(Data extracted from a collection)
impl RecomputeLatch {
    pub fn new() -> Self {
        Self::default()
    }

    /// Returns true if the caller should run a pass now. Otherwise a rerun
    /// is recorded for the pass in progress.
    pub fn begin(&self) -> bool {
        let Ok(mut state) = self.state.lock() else {
            return false;
        };
        if state.running {
            state.rerun = true;
            false
        } else {
            state.running = true;
            true
        }
    }

    /// Ends a pass. Returns true if a rerun was requested meanwhile, in
    /// which case the caller still holds the latch and must run again.
    pub fn finish(&self) -> bool {
        let Ok(mut state) = self.state.lock() else {
            return false;
        };
        if state.rerun {
            state.rerun = false;
            true
        } else {
            state.running = false;
            false
        }
    }
}

// =============================================================================
// Monitor
// =============================================================================

/// Amounts reserved per allocator.
type Holdings = HashMap<ProviderId, Vec<i64>>;

#[derive(Debug, Default)]
struct Ledger {
    table: ResourceTable,
    held: HashMap<ApplicationId, Holdings>,
}

/// The host's free-resource table, shared by every application on the host.
#[derive(Debug, Default)]
pub struct ResourceMonitor {
    latch: RecomputeLatch,
    ledger: Mutex<Ledger>,
}

impl ResourceMonitor {
    pub fn new() -> Self {
        Self::default()
    }

    fn ledger(&self) -> MutexGuard<'_, Ledger> {
        self.ledger.lock().unwrap_or_else(PoisonError::into_inner)
    }

    /// Free capacity left on the host.
    pub fn current(&self) -> ResourceSnapshot {
        self.ledger().table.snapshot()
    }

    /// What `app` currently holds, per allocator.
    pub fn held(&self, app: ApplicationId) -> ResourceSnapshot {
        self.ledger().held.get(&app).cloned().unwrap_or_default()
    }

    /// Reserves `estimate` on behalf of `app`.
    pub fn reserve(
        &self,
        app: ApplicationId,
        allocator: ProviderId,
        estimate: &[i64],
    ) -> Result<(), ResourceError> {
        let mut ledger = self.ledger();
        ledger.table.reserve(allocator, estimate)?;
        if estimate.iter().all(|v| *v == 0) {
            return Ok(());
        }

        let held = ledger
            .held
            .entry(app)
            .or_default()
            .entry(allocator)
            .or_default();
        if held.len() < estimate.len() {
            held.resize(estimate.len(), 0);
        }
        for (slot, amount) in held.iter_mut().zip(estimate) {
            *slot += amount;
        }
        Ok(())
    }

    /// Hands `estimate` back. Fails without touching the table unless `app`
    /// holds at least that much on the allocator.
    pub fn release(
        &self,
        app: ApplicationId,
        allocator: ProviderId,
        estimate: &[i64],
    ) -> Result<(), ResourceError> {
        if estimate.iter().all(|v| *v == 0) {
            return Ok(());
        }

        let mut ledger = self.ledger();
        let covered = ledger
            .held
            .get(&app)
            .and_then(|holdings| holdings.get(&allocator))
            .is_some_and(|held| {
                held.len() >= estimate.len() && held.iter().zip(estimate).all(|(h, e)| h >= e)
            });
        if !covered {
            return Err(ResourceError::NotReserved(allocator));
        }

        ledger.table.release(allocator, estimate)?;

        if let Some(holdings) = ledger.held.get_mut(&app) {
            if let Some(held) = holdings.get_mut(&allocator) {
                for (slot, amount) in held.iter_mut().zip(estimate) {
                    *slot -= amount;
                }
                if held.iter().all(|v| *v == 0) {
                    holdings.remove(&allocator);
                }
            }
            if holdings.is_empty() {
                ledger.held.remove(&app);
            }
        }
        Ok(())
    }

    /// Returns every estimate reserved under `reservation`, breadth-first.
    pub fn release_tree(&self, app: ApplicationId, reservation: &Reservation) {
        let mut work = VecDeque::from([reservation]);
        while let Some(node) = work.pop_front() {
            let assembly = &node.assembly;
            if let Err(e) = self.release(app, assembly.creator_id, &assembly.template.estimate) {
                warn!(app = %app, pointer = %node.pointer, error = %e, "Failed to return reserved resources");
            }
            work.extend(node.children.iter());
        }
    }

    /// Returns everything `app` still holds. Returns the number of
    /// allocators credited.
    pub fn release_all(&self, app: ApplicationId) -> usize {
        let mut ledger = self.ledger();
        let Some(holdings) = ledger.held.remove(&app) else {
            return 0;
        };

        let mut credited = 0;
        for (allocator, amount) in &holdings {
            match ledger.table.release(*allocator, amount) {
                Ok(()) => credited += 1,
                Err(e) => warn!(app = %app, error = %e, "Failed to return held resources"),
            }
        }
        debug!(app = %app, allocators = credited, "Returned held resources");
        credited
    }

    /// Reads the container and charges outstanding reservations against
    /// the new capacity. Returns the number of passes run by this call,
    /// zero if it was coalesced into a running one.
    pub fn recompute(&self, container: &dyn Container) -> usize {
        if !self.latch.begin() {
            debug!("Resource recompute already running; coalesced");
            return 0;
        }

        let mut passes = 0;
        loop {
            passes += 1;
            match container.get_resources() {
                Ok(snapshot) => {
                    let mut ledger = self.ledger();
                    let mut table = ResourceTable::new(snapshot);
                    for (app, holdings) in &ledger.held {
                        for (allocator, amount) in holdings {
                            if !table.charge(allocator, amount) {
                                warn!(app = %app, allocator = %allocator, "Held resources on a vanished allocator");
                            }
                        }
                    }
                    ledger.table = table;
                }
                Err(e) => warn!(error = %e, "Keeping previous resource snapshot"),
            }
            if !self.latch.finish() {
                break;
            }
        }
        passes
    }
}
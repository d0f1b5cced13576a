//! Resolving requests: candidate selection, resource reservation and child
//! fan-out.

use std::collections::BTreeMap;

use plexus_contract::Contract;
use plexus_events::{LifecycleEvent, RequestAddedPayload, RequestRemovedPayload};
use plexus_id::{Pointer, SystemId};
use rand::seq::SliceRandom;
use tracing::{debug, trace, warn};

use crate::model::{
    Assembly, AssemblyState, ChildRef, Instance, InstanceBinding, InstanceRequest, Reservation,
};

use super::{Application, Outbound};
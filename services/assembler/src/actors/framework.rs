//! Core actor framework types and traits.
//!
//! Provides the fundamental building blocks for the actor system:
//! - `Actor` trait for defining actor behavior
//! - `ActorHandle` for sending messages to actors (the only cross-thread entry)
//! - `Supervisor` for spawning, tracking and stopping actors

use std::collections::HashMap;
use std::fmt::Debug;
use std::sync::atomic::{AtomicU64, Ordering};
use std::time::{Duration, Instant};

use async_trait::async_trait;
use thiserror::Error;
use tokio::sync::{mpsc, watch};
use tracing::{debug, error, info, warn};

// =============================================================================
// Core Traits
// =============================================================================

/// Marker trait for actor messages.
pub trait Message: Send + Debug + 'static {}

impl<T: Send + Debug + 'static> Message for T {}

/// The Actor trait defines behavior for an actor.
///
/// Actors:
/// - Process messages one at a time (no internal concurrency)
/// - Own mutable state not shared with other actors
/// - Communicate only via message passing
#[async_trait]
pub trait Actor: Send + 'static {
    /// The message type this actor handles.
    type Message: Message;

    /// Actor name for logging.
    fn name(&self) -> &str;

    /// Handle a single message.
    ///
    /// Returns `Ok(true)` to continue, `Ok(false)` to stop, or `Err` on failure.
    async fn handle(&mut self, msg: Self::Message, ctx: &mut ActorContext) -> Result<bool, ActorError>;

    /// Called when the actor starts.
    async fn on_start(&mut self, _ctx: &mut ActorContext) -> Result<(), ActorError> {
        Ok(())
    }

    /// Called when the actor is about to stop, whether it asked to stop or
    /// was cancelled.
    async fn on_stop(&mut self, _ctx: &mut ActorContext) {}
}

/// Context provided to actors during message handling.
pub struct ActorContext {
    /// Actor's unique ID.
    pub actor_id: String,

    /// Message counter.
    pub messages_processed: u64,

    /// True once the loop ended because of a shutdown signal rather than a
    /// request from the actor itself.
    pub cancelled: bool,
}

impl ActorContext {
    /// Create a new actor context.
    pub fn new(actor_id: String) -> Self {
        Self {
            actor_id,
            messages_processed: 0,
            cancelled: false,
        }
    }
}

// =============================================================================
// Errors
// =============================================================================

/// Errors that can occur in actors.
#[derive(Debug, Error)]
pub enum ActorError {
    /// Actor has stopped.
    #[error("actor stopped")]
    ActorStopped,
}

// =============================================================================
// Actor Handle
// =============================================================================

/// Handle for sending messages to an actor.
pub struct ActorHandle<M: Message> {
    /// Sender for the actor's mailbox.
    tx: mpsc::Sender<M>,

    /// Actor ID for logging.
    actor_id: String,
}

impl<M: Message> Clone for ActorHandle<M> {
    fn clone(&self) -> Self {
        Self {
            tx: self.tx.clone(),
            actor_id: self.actor_id.clone(),
        }
    }
}

impl<M: Message> ActorHandle<M> {
    /// Send a message to the actor, waiting for mailbox capacity.
    pub async fn send(&self, msg: M) -> Result<(), ActorError> {
        self.tx
            .send(msg)
            .await
            .map_err(|_| ActorError::ActorStopped)
    }

    /// Returns true once the actor's mailbox has been dropped.
    pub fn is_closed(&self) -> bool {
        self.tx.is_closed()
    }
}

impl<M: Message> Debug for ActorHandle<M> {
    fn fmt(&self, f: &mut std::fmt::Formatter<'_>) -> std::fmt::Result {
        f.debug_struct("ActorHandle")
            .field("actor_id", &self.actor_id)
            .finish()
    }
}

/// Receiving side of a mailbox, handed to [`Supervisor::spawn_with_mailbox`].
pub struct Mailbox<M: Message> {
    rx: mpsc::Receiver<M>,
    actor_id: String,
}

/// Create a mailbox before the actor exists, so the actor can be built with
/// a handle to itself.
pub fn mailbox<M: Message>(name: &str, size: usize) -> (ActorHandle<M>, Mailbox<M>) {
    let actor_id = format!("{}_{}", name, generate_actor_id());
    let (tx, rx) = mpsc::channel(size);
    (
        ActorHandle {
            tx,
            actor_id: actor_id.clone(),
        },
        Mailbox { rx, actor_id },
    )
}

/// Type-erased actor reference for supervision.
struct ActorRef {
    /// Task handle.
    task_handle: tokio::task::JoinHandle<()>,

    /// Shutdown sender.
    shutdown_tx: watch::Sender<bool>,
}

impl ActorRef {
    /// Signal the actor to stop.
    fn stop(&self) {
        let _ = self.shutdown_tx.send(true);
    }

    /// Check if the actor task is still running.
    fn is_running(&self) -> bool {
        !self.task_handle.is_finished()
    }

    /// Abort the actor task immediately.
    fn abort(&self) {
        self.task_handle.abort();
    }
}

// =============================================================================
// Supervisor
// =============================================================================

/// Supervisor for managing actor lifecycles.
pub struct Supervisor {
    /// Supervised actors.
    children: HashMap<String, ActorRef>,

    /// Global shutdown signal, observed by every child.
    shutdown: watch::Receiver<bool>,
}

impl Supervisor {
    /// Create a new supervisor.
    pub fn new(shutdown: watch::Receiver<bool>) -> Self {
        Self {
            children: HashMap::new(),
            shutdown,
        }
    }

    /// Spawn and supervise an actor on a mailbox created with [`mailbox`].
    pub fn spawn_with_mailbox<A>(&mut self, actor: A, mailbox: Mailbox<A::Message>) -> String
    where
        A: Actor,
    {
        let Mailbox { rx, actor_id } = mailbox;
        let (shutdown_tx, shutdown_rx) = watch::channel(false);

        let actor_type = actor.name().to_string();
        let task_handle = tokio::spawn(run_actor_loop(
            actor,
            rx,
            shutdown_rx,
            self.shutdown.clone(),
            actor_id.clone(),
        ));

        self.children.insert(
            actor_id.clone(),
            ActorRef {
                task_handle,
                shutdown_tx,
            },
        );

        info!(actor_id = %actor_id, actor_type = %actor_type, "Spawned actor");
        actor_id
    }

    /// Signal one actor to stop and forget it.
    pub fn stop(&mut self, actor_id: &str) -> bool {
        match self.children.remove(actor_id) {
            Some(child) => {
                child.stop();
                true
            }
            None => false,
        }
    }

    /// Forget actors whose task has finished.
    pub fn reap(&mut self) -> usize {
        let before = self.children.len();
        self.children.retain(|_, child| child.is_running());
        before - self.children.len()
    }

    /// Stop all supervised actors.
    pub async fn stop_all(&mut self) {
        info!(count = self.children.len(), "Stopping all actors");

        for child in self.children.values() {
            child.stop();
        }

        // Wait for all to finish with timeout
        let deadline = Instant::now() + Duration::from_secs(10);
        while Instant::now() < deadline {
            if self.children.values().all(|c| !c.is_running()) {
                break;
            }
            tokio::time::sleep(Duration::from_millis(20)).await;
        }

        // Force abort any remaining
        for (actor_id, child) in &self.children {
            if child.is_running() {
                warn!(actor_id = %actor_id, "Force aborting actor");
                child.abort();
            }
        }

        self.children.clear();
    }
}

// =============================================================================
// Actor Loop
// =============================================================================

/// Run the main actor loop.
///
/// Messages are handled strictly one at a time in mailbox order. Shutdown is
/// cooperative: it is only observed between messages.
async fn run_actor_loop<A: Actor>(
    mut actor: A,
    mut rx: mpsc::Receiver<A::Message>,
    mut shutdown: watch::Receiver<bool>,
    mut global_shutdown: watch::Receiver<bool>,
    actor_id: String,
) {
    let mut ctx = ActorContext::new(actor_id.clone());

    if let Err(e) = actor.on_start(&mut ctx).await {
        error!(actor_id = %actor_id, error = %e, "Actor failed to start");
        return;
    }

    debug!(actor_id = %actor_id, "Actor started");

    loop {
        tokio::select! {
            biased;

            // Check shutdown first
            changed = shutdown.changed() => {
                if changed.is_err() || *shutdown.borrow() {
                    info!(actor_id = %actor_id, "Actor received shutdown signal");
                    ctx.cancelled = true;
                    break;
                }
            }

            changed = global_shutdown.changed() => {
                if changed.is_err() || *global_shutdown.borrow() {
                    info!(actor_id = %actor_id, "Actor received global shutdown signal");
                    ctx.cancelled = true;
                    break;
                }
            }

            msg = rx.recv() => {
                match msg {
                    Some(msg) => {
                        ctx.messages_processed += 1;

                        match actor.handle(msg, &mut ctx).await {
                            Ok(true) => {}
                            Ok(false) => {
                                debug!(actor_id = %actor_id, "Actor requested stop");
                                break;
                            }
                            Err(e) => {
                                error!(actor_id = %actor_id, error = %e, "Actor failed");
                                break;
                            }
                        }
                    }
                    None => {
                        debug!(actor_id = %actor_id, "Actor mailbox closed");
                        break;
                    }
                }
            }
        }
    }

    actor.on_stop(&mut ctx).await;

    info!(
        actor_id = %actor_id,
        messages_processed = ctx.messages_processed,
        "Actor stopped"
    );
}

// =============================================================================
// Helpers
// =============================================================================

static ACTOR_ID_COUNTER: AtomicU64 = AtomicU64::new(0);

fn generate_actor_id() -> u64 {
    ACTOR_ID_COUNTER.fetch_add(1, Ordering::SeqCst)
}

// =============================================================================
// Tests
// =============================================================================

[Task directions] Go through the data and copy every line that includes "logging".

[Final answer]
    /// Actor name for logging.
    /// Actor ID for logging.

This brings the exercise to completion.